# WHAT YOU NEED TO DO
Report every line of the records below that contains the word "codes".

# RECORDS SHOWN
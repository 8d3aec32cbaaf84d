//! Modem access: the AT engine plus the typed services layered on top of it
//! (sockets, network registration, SIM, device information, GNSS).
//!
//! `Modem` owns the engine and a `ModemCore` holding all service state. URC
//! handlers registered with the engine receive the core as their context, so
//! asynchronous modem events update service state without any shared mutable
//! aliasing. The typed command wrappers live in the service modules as extra
//! `impl Modem` blocks.

pub mod at;
pub mod gnss;
pub mod info;
pub mod network;
pub mod pdn;
pub mod sim;
pub mod socket;

use crate::modem::at::{AtEngine, AtError, AtResult, ResultCode};
use flint::logging::{self, Logger};
use serde_derive::{Deserialize, Serialize};
use std::io;
use std::time::{Duration, Instant};

const SDK_VERSION: &str = env!("CARGO_PKG_VERSION");
const HOST_DEVICE_ID: &str = "Twilio-Alfa";
const HOST_DEVICE_ID_SHORT: &str = "alfa";
const BOARD_NAME: &str = "WioLTE-Cat-NB1";

/// Firmware variants that need specific workarounds. Selected explicitly by
/// configuration, never sniffed from version strings.
#[derive(Debug, Clone, Copy, PartialEq, Eq, Serialize, Deserialize)]
pub enum ModemModel {
    Default,
    /// Rejects +USOLI on freshly-opened UDP sockets; the listen step is
    /// skipped while receive routing stays in place.
    UdpListenQuirk,
}

impl Default for ModemModel {
    fn default() -> ModemModel {
        ModemModel::Default
    }
}

#[derive(Debug, PartialEq)]
pub enum ModemError {
    At(AtError),
    /// The modem concluded the command with a non-OK final result code.
    Command(ResultCode),
    /// The response did not have the expected shape.
    Parse,
}

impl From<AtError> for ModemError {
    fn from(err: AtError) -> Self {
        ModemError::At(err)
    }
}

pub type ModemResult<T> = Result<T, ModemError>;

/// State shared between the typed services and the URC handlers. Passed as
/// the context to every engine spin.
pub struct ModemCore {
    pub sockets: socket::SocketTable,
    pub network: network::NetworkState,
    pub sim: sim::SimState,
    pub log: Logger,
}

pub struct Modem<S> {
    at: AtEngine<S, ModemCore>,
    core: ModemCore,
    model: ModemModel,
    host_device_information: String,
    short_host_device_information: String,
    log: Logger,
}

impl<S: io::Read + io::Write> Modem<S> {
    pub fn new(serial: S, model: ModemModel, log: &Logger) -> Modem<S> {
        let log = log.new(logging::o!());
        let mut at = AtEngine::new(serial, &log);

        at.register_urc_handler("socket", socket::process_urc);
        at.register_urc_handler("network", network::process_urc);
        at.register_urc_handler("sim", sim::process_urc);

        Modem {
            core: ModemCore {
                sockets: socket::SocketTable::new(),
                network: network::NetworkState::new(),
                sim: sim::SimState::new(),
                log: log.new(logging::o!()),
            },
            at,
            model,
            host_device_information: String::new(),
            short_host_device_information: String::new(),
            log,
        }
    }

    #[inline]
    pub fn model(&self) -> ModemModel {
        self.model
    }

    #[inline]
    pub fn core(&self) -> &ModemCore {
        &self.core
    }

    #[inline]
    pub fn core_mut(&mut self) -> &mut ModemCore {
        &mut self.core
    }

    #[inline]
    pub fn engine(&mut self) -> &mut AtEngine<S, ModemCore> {
        &mut self.at
    }

    #[inline]
    pub fn serial_mut(&mut self) -> &mut S {
        self.at.serial_mut()
    }

    /// Drain modem output and dispatch pending URCs. Call regularly.
    pub fn spin(&mut self) {
        self.at.spin(&mut self.core);
    }

    /// Run one AT command to completion.
    pub fn command(&mut self, command: &str, timeout: Duration) -> AtResult<(ResultCode, String)> {
        self.at.do_command(&mut self.core, command, timeout)
    }

    /// Run one AT command and return its response body, treating any final
    /// result code other than OK as an error.
    pub fn command_ok(&mut self, command: &str, timeout: Duration) -> ModemResult<String> {
        match self.command(command, timeout)? {
            (ResultCode::Ok, body) => Ok(body),
            (code, _) => Err(ModemError::Command(code)),
        }
    }

    /// Probe the AT interface.
    pub fn is_powered(&mut self) -> bool {
        matches!(self.command("AT", Duration::from_secs(1)), Ok((ResultCode::Ok, _)))
    }

    /// Wait for the AT interface to come up. Might take several seconds after
    /// a cold boot.
    pub fn power_on(&mut self) -> bool {
        for _ in 0..10 {
            if self.is_powered() {
                return true;
            }
            std::thread::sleep(Duration::from_millis(200));
        }
        false
    }

    pub fn power_off(&mut self) -> bool {
        self.command_ok("AT+CPWROFF", Duration::from_secs(40)).is_ok()
    }

    /// Put the terminal into the state the rest of the stack relies on:
    /// verbose text result codes, echo off, verbose CME errors, standard
    /// line terminators, GSM character set and ASCII-hex socket payloads.
    pub fn init(&mut self, mno_profile: Option<u8>) -> ModemResult<()> {
        if self.command_ok("ATV1", Duration::from_secs(1)).is_err() {
            logging::warn!(self.log, "potential error enabling verbose result codes";
                           "context" => "init");
        }
        self.command_ok("ATQ0", Duration::from_secs(1))?;
        self.command_ok("ATE0", Duration::from_secs(1))?;
        self.command_ok("AT+CMEE=2", Duration::from_secs(1))?;
        if self.command_ok("ATS3=13", Duration::from_secs(1)).is_err() {
            logging::warn!(self.log, "potential error setting command terminator";
                           "context" => "init");
        }
        if self.command_ok("ATS4=10", Duration::from_secs(1)).is_err() {
            logging::warn!(self.log, "potential error setting response separator";
                           "context" => "init");
        }
        self.command_ok("AT+CSCS=\"GSM\"", Duration::from_secs(1))?;
        self.command_ok("AT+UDCONF=1,1", Duration::from_secs(1))?;

        if let Some(profile) = mno_profile {
            self.provision_mno_profile(profile)?;
        }

        self.command_ok("AT+CREG=2", Duration::from_secs(1))?;
        self.command_ok("AT+CGREG=2", Duration::from_secs(1))?;
        self.command_ok("AT+CEREG=2", Duration::from_secs(1))?;

        // Answer lands in the SIM state via the +CPIN URC.
        let _ = self.command("AT+CPIN?", Duration::from_secs(5))?;

        Ok(())
    }

    /// Switch the MNO profile when it differs from the requested one. The
    /// modem must be reset for the change to take effect.
    fn provision_mno_profile(&mut self, profile: u8) -> ModemResult<()> {
        let current = self.get_mno_profile()?;
        if current == profile {
            return Ok(());
        }

        logging::info!(self.log, "re-provisioning MNO profile, modem will reset";
                       "context" => "init",
                       "current" => current,
                       "requested" => profile);

        self.set_mno_profile(profile)?;
        self.set_modem_functionality(15, false)?;

        if !self.power_on() {
            return Err(ModemError::At(AtError::Timeout));
        }

        self.command_ok("AT+CEREG=2", Duration::from_secs(1))?;
        Ok(())
    }

    /// Block until EPS registration reaches home or roaming, or the timeout
    /// passes. Returns whether the modem is registered.
    pub fn wait_for_registration(&mut self, timeout: Duration) -> bool {
        let deadline = Instant::now() + timeout;
        let _ = self.refresh_eps_registration();

        let mut since_refresh = 0u32;
        loop {
            if self.core.network.cereg.is_registered() {
                return true;
            }
            if Instant::now() >= deadline {
                logging::warn!(self.log, "network registration timed out";
                               "context" => "wait_for_registration",
                               "status" => ?self.core.network.cereg);
                return false;
            }

            self.spin();
            std::thread::sleep(Duration::from_millis(100));

            since_refresh += 1;
            if since_refresh >= 50 {
                since_refresh = 0;
                let _ = self.refresh_eps_registration();
            }
        }
    }

    /// Compute and cache both host-device-information strings, then register
    /// them with the network. Registration attempts often fail right after
    /// attach, so this retries a few times.
    pub fn set_host_device_information(&mut self, purpose: &str) -> ModemResult<()> {
        self.compute_host_device_information(purpose)?;

        let command = format!("AT+UHOSTDEV={}", self.host_device_information);
        logging::info!(self.log, "registering host device information";
                       "context" => "set_host_device_information",
                       "info" => %self.host_device_information);

        for attempt in 0..10 {
            if self.command_ok(&command, Duration::from_secs(1)).is_ok() {
                return Ok(());
            }
            logging::info!(self.log, "host device registration failed, will retry";
                           "context" => "set_host_device_information",
                           "attempt" => attempt);
            std::thread::sleep(Duration::from_secs(7));
        }

        Err(ModemError::Command(ResultCode::Error))
    }

    fn compute_host_device_information(&mut self, purpose: &str) -> ModemResult<()> {
        let manufacturer = self.get_manufacturer()?;
        let model = self.get_model()?;
        let version = self.get_version()?;

        self.host_device_information = format!(
            "\"{}_{}\",\"Twilio_{}\",\"{}_{}\",\"twilio-v{}_{}-v{}\"",
            HOST_DEVICE_ID, purpose, manufacturer, BOARD_NAME, model, SDK_VERSION, manufacturer, version
        );
        self.short_host_device_information = format!("v{}/{}", SDK_VERSION, HOST_DEVICE_ID_SHORT);

        Ok(())
    }

    pub fn host_device_information(&self) -> &str {
        &self.host_device_information
    }

    pub fn short_host_device_information(&self) -> &str {
        &self.short_host_device_information
    }
}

# COMPLETED TASK
    /// verbose text result codes, echo off, verbose CME errors, standard
            logging::warn!(self.log, "potential error enabling verbose result codes";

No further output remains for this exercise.